== Work required ==
Look at each line of the listing. Copy those that hold the string "Runs".

======

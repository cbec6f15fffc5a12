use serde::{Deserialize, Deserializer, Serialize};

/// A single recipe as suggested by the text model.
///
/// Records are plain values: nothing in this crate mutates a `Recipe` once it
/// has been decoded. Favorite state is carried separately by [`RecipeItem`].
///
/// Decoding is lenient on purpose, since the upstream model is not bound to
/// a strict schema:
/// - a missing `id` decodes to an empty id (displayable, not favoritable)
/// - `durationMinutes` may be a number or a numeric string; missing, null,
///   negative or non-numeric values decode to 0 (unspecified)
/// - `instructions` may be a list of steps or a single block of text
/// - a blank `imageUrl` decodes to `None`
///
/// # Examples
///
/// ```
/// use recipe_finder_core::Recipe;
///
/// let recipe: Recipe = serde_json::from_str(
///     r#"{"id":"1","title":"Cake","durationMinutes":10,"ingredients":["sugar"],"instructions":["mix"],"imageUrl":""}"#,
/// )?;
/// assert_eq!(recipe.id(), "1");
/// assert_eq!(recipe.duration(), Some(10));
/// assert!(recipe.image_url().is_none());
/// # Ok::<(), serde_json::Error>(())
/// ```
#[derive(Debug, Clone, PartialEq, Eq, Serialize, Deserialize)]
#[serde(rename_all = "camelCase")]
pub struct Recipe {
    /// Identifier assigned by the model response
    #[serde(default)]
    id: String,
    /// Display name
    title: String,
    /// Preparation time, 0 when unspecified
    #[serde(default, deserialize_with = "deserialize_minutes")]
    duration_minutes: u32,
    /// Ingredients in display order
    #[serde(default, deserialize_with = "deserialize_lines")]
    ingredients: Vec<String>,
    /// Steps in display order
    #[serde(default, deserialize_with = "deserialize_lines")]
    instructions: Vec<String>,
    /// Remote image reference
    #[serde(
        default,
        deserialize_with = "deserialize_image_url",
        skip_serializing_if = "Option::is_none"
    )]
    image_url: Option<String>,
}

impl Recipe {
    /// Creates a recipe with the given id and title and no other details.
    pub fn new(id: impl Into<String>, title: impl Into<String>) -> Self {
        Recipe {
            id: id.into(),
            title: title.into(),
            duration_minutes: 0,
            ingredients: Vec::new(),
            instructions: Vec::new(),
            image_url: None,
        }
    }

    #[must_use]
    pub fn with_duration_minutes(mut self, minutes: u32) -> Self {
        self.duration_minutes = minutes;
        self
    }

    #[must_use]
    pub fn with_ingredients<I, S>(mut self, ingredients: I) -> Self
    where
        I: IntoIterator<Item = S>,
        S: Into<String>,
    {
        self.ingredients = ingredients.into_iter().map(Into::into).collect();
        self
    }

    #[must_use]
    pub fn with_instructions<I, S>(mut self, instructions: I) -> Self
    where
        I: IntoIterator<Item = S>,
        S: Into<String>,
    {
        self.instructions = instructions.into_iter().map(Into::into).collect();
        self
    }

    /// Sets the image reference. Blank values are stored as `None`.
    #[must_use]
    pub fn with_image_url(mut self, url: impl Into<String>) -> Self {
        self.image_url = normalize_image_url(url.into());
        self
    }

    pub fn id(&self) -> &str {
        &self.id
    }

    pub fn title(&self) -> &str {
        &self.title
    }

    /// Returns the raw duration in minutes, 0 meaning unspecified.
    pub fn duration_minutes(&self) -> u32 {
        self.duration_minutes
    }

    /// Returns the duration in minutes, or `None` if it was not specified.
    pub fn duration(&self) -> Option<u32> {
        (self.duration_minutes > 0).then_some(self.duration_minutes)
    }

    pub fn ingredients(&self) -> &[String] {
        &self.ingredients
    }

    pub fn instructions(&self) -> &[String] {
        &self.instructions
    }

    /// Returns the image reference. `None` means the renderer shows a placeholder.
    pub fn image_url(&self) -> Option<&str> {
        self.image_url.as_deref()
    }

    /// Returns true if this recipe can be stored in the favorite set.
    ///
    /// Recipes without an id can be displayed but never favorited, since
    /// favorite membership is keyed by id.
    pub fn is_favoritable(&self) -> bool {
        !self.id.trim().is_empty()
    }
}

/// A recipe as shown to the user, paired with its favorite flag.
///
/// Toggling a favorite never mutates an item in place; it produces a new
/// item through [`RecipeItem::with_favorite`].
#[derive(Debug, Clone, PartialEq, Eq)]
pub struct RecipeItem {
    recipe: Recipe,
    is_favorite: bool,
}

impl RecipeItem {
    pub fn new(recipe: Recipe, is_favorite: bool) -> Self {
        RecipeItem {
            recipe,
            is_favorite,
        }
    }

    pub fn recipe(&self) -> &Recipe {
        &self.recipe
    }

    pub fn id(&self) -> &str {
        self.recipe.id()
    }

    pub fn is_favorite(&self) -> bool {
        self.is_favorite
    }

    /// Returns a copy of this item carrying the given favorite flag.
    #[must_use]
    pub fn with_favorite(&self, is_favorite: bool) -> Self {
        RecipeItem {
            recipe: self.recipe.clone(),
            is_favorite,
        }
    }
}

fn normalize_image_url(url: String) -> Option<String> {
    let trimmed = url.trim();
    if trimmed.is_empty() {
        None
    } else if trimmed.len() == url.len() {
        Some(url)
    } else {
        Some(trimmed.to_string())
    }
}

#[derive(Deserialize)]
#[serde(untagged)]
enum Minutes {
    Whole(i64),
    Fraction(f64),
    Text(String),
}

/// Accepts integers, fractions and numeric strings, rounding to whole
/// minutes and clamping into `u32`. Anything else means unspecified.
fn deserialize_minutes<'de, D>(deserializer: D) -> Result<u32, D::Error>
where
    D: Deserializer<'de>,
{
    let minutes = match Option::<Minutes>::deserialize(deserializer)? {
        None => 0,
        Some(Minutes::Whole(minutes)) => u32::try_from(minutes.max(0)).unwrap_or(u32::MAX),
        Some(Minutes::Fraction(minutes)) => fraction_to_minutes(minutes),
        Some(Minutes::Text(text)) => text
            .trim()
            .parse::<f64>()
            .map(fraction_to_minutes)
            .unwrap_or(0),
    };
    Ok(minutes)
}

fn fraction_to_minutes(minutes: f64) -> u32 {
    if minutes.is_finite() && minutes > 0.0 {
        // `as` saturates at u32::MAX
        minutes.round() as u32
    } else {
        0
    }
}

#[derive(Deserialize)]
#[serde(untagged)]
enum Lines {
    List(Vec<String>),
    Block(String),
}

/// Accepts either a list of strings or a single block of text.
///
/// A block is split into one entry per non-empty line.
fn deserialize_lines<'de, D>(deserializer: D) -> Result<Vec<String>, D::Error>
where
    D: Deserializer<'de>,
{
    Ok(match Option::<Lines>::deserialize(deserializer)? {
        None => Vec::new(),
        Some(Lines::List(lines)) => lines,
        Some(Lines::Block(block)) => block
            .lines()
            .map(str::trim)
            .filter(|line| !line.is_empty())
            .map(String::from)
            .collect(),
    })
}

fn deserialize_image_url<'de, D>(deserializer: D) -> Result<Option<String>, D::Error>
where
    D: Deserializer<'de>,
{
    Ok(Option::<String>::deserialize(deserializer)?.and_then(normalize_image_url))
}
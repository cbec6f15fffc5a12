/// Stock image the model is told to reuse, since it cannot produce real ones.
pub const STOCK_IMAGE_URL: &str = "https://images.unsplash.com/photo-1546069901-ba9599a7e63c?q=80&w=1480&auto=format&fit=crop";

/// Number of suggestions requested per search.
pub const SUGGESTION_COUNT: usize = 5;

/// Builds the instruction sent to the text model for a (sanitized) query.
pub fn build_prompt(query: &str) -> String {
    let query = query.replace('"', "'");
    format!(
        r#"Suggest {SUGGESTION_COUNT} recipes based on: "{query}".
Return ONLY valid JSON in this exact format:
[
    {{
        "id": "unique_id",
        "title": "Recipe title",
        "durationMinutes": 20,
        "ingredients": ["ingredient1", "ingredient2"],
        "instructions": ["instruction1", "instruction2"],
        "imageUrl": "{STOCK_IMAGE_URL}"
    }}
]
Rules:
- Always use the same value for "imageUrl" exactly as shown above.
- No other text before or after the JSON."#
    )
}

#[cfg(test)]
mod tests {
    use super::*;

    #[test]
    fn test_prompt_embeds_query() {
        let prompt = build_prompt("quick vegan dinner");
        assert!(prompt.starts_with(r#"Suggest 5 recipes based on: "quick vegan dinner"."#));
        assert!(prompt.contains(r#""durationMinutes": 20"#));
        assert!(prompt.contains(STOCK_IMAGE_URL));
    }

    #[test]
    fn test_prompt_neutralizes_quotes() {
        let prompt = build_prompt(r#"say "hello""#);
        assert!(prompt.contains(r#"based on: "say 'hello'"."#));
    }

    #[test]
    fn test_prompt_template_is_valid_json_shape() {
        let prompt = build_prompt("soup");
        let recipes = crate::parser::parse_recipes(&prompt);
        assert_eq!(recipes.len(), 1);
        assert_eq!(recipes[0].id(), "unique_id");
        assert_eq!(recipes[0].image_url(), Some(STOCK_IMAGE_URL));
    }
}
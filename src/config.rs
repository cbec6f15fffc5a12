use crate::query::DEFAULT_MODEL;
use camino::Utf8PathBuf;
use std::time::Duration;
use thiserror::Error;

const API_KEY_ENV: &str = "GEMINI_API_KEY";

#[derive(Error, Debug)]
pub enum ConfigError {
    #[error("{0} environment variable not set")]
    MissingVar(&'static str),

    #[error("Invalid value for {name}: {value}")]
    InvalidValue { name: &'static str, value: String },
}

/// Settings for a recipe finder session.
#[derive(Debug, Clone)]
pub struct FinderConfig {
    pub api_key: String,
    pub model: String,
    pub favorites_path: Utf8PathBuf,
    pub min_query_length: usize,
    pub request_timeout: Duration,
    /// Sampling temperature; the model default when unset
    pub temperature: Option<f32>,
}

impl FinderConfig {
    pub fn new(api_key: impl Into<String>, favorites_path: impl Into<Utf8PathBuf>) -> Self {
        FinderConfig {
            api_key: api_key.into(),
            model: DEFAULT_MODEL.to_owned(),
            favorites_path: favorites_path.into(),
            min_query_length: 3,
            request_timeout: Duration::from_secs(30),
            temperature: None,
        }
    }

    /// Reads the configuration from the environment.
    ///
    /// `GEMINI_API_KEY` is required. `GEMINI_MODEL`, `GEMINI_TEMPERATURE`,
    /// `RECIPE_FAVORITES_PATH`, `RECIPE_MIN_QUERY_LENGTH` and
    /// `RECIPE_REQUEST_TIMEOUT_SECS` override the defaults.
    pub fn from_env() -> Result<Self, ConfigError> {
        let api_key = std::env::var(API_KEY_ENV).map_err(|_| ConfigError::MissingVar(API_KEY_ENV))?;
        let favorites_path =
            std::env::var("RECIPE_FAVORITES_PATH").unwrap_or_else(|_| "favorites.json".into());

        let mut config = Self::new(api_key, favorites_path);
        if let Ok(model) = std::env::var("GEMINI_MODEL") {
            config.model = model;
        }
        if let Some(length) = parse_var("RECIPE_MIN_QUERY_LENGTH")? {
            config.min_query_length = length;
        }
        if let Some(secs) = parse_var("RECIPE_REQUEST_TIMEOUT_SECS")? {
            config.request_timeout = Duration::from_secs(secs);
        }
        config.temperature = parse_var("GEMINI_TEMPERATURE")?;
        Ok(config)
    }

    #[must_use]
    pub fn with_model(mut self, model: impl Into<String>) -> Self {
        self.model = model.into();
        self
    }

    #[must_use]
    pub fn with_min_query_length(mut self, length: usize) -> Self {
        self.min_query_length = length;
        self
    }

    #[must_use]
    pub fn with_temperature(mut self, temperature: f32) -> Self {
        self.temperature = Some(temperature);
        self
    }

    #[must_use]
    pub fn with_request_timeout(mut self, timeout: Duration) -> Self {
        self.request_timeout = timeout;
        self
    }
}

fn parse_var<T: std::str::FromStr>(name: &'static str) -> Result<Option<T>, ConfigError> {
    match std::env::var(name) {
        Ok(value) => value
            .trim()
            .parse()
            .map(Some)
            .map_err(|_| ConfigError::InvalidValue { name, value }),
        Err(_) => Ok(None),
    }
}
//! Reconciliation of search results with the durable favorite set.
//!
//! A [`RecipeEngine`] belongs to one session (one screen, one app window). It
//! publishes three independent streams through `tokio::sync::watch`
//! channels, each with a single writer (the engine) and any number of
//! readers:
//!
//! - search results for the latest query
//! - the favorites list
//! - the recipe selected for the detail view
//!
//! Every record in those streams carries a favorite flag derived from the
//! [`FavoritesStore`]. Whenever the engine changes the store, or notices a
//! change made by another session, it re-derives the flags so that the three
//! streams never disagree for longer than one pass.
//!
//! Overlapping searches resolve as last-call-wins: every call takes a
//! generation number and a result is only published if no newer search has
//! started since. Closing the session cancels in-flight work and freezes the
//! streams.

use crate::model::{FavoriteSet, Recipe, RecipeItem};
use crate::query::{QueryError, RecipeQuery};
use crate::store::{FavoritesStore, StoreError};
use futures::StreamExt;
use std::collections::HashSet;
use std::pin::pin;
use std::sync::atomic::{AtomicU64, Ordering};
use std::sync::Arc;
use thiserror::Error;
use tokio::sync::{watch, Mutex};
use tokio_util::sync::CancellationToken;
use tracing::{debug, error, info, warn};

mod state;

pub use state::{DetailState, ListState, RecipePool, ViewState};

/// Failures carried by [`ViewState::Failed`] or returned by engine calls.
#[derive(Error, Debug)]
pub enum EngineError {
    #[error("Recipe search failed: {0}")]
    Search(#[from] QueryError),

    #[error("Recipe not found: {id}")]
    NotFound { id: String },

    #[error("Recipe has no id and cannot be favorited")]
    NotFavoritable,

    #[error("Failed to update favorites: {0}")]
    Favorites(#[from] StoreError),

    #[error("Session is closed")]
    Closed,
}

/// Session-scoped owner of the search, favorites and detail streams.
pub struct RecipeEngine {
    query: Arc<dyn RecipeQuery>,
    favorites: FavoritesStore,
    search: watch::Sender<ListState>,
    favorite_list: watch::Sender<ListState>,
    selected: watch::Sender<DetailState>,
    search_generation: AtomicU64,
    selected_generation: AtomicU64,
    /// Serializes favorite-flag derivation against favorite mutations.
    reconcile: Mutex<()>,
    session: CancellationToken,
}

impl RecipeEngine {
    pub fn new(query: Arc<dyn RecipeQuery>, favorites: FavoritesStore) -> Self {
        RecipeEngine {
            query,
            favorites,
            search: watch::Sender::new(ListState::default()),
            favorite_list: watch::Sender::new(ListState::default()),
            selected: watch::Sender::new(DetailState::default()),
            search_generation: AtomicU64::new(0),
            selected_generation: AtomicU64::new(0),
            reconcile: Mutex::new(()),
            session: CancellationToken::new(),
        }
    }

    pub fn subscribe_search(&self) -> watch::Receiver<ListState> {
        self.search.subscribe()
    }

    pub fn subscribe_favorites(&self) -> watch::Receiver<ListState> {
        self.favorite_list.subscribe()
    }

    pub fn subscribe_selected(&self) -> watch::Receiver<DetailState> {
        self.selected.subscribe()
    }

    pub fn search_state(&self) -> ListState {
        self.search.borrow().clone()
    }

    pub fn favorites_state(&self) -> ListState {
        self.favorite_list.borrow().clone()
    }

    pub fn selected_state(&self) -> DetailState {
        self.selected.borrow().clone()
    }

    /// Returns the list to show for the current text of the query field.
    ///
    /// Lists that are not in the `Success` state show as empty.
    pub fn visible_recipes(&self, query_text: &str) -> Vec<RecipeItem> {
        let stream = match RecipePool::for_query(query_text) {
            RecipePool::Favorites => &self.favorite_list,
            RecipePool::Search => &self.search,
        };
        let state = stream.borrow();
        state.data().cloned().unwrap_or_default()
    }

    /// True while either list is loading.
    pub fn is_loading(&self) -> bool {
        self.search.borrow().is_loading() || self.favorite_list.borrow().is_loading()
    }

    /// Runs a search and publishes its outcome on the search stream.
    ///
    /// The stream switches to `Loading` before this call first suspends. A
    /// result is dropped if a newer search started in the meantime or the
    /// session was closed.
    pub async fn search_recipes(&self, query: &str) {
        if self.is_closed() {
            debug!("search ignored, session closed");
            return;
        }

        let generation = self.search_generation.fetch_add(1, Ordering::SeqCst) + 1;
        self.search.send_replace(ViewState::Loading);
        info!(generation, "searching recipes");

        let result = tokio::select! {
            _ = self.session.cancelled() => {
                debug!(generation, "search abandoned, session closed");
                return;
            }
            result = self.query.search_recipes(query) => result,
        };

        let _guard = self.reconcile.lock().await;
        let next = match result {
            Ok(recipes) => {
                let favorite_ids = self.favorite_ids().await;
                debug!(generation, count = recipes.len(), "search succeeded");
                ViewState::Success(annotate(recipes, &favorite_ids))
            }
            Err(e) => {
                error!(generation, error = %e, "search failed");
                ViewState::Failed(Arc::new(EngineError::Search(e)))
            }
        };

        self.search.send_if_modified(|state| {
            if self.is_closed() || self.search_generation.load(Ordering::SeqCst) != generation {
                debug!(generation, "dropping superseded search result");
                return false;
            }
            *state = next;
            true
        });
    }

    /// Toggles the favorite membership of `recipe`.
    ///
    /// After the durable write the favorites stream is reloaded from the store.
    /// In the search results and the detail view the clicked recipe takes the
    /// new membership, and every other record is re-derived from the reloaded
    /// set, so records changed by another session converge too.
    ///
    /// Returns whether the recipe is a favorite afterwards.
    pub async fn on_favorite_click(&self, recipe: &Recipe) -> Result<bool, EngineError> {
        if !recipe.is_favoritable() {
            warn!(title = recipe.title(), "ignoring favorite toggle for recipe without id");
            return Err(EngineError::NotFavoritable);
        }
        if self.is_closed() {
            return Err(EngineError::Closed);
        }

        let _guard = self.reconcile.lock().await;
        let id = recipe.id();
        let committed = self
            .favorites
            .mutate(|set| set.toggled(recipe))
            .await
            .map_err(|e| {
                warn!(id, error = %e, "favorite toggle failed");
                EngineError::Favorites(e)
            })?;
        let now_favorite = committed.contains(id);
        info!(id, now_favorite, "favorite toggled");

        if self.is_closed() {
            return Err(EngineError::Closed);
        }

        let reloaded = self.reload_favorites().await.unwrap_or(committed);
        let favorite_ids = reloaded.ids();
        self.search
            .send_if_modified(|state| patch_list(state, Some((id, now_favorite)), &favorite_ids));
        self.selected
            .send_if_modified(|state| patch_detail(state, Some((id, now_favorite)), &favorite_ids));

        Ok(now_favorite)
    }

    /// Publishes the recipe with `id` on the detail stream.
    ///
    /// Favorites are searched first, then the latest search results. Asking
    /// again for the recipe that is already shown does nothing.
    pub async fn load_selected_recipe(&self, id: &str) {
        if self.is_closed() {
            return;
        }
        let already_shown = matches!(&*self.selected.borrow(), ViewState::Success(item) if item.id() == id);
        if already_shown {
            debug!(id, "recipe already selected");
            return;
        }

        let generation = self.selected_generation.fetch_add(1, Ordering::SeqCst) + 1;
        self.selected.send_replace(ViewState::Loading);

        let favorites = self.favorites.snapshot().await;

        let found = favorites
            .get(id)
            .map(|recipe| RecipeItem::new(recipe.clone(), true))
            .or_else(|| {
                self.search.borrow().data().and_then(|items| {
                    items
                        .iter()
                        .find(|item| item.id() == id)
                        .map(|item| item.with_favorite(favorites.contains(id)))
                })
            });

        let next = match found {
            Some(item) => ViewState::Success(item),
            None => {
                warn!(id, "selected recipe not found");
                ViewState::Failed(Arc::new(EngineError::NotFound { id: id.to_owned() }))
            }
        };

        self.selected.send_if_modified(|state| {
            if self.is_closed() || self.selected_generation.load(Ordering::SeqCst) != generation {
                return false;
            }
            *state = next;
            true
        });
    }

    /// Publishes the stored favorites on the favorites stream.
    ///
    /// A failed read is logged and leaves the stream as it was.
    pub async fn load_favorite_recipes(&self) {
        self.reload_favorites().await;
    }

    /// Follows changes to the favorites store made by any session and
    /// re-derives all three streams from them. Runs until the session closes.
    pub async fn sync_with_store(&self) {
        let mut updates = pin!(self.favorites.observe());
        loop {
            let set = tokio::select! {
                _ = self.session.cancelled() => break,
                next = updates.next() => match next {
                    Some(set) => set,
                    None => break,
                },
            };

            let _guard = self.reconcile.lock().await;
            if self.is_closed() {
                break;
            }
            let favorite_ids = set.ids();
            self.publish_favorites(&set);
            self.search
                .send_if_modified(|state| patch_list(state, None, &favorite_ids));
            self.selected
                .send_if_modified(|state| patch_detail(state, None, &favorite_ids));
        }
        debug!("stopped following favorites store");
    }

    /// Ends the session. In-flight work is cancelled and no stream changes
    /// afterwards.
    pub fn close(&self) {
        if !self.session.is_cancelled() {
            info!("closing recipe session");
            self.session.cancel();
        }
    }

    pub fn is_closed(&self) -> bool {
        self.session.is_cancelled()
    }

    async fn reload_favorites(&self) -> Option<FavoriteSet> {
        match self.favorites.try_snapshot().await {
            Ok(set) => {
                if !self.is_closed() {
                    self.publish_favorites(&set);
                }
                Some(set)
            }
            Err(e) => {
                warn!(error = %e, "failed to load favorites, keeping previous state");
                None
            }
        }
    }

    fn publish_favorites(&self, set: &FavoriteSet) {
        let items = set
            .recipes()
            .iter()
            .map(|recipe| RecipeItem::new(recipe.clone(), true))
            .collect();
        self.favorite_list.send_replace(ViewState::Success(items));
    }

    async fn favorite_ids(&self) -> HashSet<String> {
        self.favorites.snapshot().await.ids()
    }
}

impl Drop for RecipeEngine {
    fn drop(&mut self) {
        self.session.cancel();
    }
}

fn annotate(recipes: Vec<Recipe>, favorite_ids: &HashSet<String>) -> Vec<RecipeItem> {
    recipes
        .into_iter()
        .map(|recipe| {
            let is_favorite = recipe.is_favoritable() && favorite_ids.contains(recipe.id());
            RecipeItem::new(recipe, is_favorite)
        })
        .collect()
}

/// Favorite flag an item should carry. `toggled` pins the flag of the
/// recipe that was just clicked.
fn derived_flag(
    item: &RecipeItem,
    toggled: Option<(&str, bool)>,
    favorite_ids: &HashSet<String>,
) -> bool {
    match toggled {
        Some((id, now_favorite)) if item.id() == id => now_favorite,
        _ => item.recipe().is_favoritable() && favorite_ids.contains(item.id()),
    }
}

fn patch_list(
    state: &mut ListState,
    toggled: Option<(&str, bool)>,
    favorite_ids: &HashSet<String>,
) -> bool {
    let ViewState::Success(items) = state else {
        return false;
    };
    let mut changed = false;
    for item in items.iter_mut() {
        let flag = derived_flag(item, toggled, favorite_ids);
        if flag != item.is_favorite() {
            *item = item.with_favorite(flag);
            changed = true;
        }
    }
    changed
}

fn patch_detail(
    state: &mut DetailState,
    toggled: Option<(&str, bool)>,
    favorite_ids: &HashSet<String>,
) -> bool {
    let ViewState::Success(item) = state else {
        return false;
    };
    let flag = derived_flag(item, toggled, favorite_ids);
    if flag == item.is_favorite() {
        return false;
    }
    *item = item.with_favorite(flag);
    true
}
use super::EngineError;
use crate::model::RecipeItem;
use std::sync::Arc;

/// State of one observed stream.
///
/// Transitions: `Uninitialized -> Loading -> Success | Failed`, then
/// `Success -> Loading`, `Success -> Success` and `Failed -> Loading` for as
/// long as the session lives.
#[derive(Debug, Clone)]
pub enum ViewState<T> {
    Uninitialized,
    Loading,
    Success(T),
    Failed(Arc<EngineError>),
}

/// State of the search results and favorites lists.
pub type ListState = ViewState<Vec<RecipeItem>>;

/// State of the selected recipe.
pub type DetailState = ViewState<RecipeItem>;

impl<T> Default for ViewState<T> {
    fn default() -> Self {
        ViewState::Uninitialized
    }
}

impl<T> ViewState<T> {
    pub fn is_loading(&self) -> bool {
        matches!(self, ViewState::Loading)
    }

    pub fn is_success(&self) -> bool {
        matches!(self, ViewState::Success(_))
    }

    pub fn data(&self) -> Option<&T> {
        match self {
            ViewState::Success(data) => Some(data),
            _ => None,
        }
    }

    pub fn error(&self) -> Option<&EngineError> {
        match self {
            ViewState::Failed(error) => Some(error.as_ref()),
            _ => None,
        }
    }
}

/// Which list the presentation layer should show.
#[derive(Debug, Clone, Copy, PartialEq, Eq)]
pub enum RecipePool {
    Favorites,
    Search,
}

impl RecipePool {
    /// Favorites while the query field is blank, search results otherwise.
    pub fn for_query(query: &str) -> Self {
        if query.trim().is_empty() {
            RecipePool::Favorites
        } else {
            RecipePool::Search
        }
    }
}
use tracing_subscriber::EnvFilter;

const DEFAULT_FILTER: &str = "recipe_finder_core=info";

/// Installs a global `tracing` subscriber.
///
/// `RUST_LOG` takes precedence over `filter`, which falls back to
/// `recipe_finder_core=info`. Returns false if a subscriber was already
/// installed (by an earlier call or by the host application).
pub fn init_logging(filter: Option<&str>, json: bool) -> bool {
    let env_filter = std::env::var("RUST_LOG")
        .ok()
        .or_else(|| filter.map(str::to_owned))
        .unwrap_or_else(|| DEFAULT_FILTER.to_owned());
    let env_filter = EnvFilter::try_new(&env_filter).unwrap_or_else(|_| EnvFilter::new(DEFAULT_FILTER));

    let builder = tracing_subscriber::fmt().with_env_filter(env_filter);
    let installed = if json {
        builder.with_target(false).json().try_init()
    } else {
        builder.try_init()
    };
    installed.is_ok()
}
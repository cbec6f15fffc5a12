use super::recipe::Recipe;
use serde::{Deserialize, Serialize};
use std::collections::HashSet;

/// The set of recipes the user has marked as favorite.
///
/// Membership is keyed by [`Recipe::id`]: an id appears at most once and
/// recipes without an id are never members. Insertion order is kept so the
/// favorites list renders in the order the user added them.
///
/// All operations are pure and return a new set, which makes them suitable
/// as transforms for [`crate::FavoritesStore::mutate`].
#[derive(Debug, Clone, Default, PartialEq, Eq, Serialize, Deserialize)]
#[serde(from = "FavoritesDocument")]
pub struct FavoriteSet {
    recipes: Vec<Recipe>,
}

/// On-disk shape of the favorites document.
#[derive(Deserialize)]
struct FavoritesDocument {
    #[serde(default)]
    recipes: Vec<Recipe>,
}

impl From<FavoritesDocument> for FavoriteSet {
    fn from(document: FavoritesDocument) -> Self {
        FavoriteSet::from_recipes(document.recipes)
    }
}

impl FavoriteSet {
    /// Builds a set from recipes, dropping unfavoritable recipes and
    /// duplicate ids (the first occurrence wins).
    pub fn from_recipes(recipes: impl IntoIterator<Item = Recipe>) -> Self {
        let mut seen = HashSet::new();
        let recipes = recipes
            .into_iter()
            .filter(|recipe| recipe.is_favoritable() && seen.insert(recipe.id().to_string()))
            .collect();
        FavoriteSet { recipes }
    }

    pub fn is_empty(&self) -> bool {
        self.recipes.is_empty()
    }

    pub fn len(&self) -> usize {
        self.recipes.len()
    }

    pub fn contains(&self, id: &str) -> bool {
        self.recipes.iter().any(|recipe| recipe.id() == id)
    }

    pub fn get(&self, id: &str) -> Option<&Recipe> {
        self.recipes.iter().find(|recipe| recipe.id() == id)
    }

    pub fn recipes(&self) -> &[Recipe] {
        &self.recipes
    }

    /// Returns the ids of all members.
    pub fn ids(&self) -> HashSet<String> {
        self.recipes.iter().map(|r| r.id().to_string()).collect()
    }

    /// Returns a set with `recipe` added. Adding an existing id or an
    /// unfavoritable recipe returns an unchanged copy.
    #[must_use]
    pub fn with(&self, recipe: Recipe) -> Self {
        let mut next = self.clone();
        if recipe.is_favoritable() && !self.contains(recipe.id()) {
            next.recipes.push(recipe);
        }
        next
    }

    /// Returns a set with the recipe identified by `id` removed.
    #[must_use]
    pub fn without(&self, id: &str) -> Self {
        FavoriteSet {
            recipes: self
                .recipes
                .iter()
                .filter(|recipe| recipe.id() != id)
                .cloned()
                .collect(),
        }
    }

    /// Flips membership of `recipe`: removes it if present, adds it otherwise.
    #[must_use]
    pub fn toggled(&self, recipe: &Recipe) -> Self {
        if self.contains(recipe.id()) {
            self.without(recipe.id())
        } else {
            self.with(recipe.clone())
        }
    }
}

======

== Result ==
    /// Runs a search and publishes its outcome on the search stream.
    /// re-derives all three streams from them. Runs until the session closes.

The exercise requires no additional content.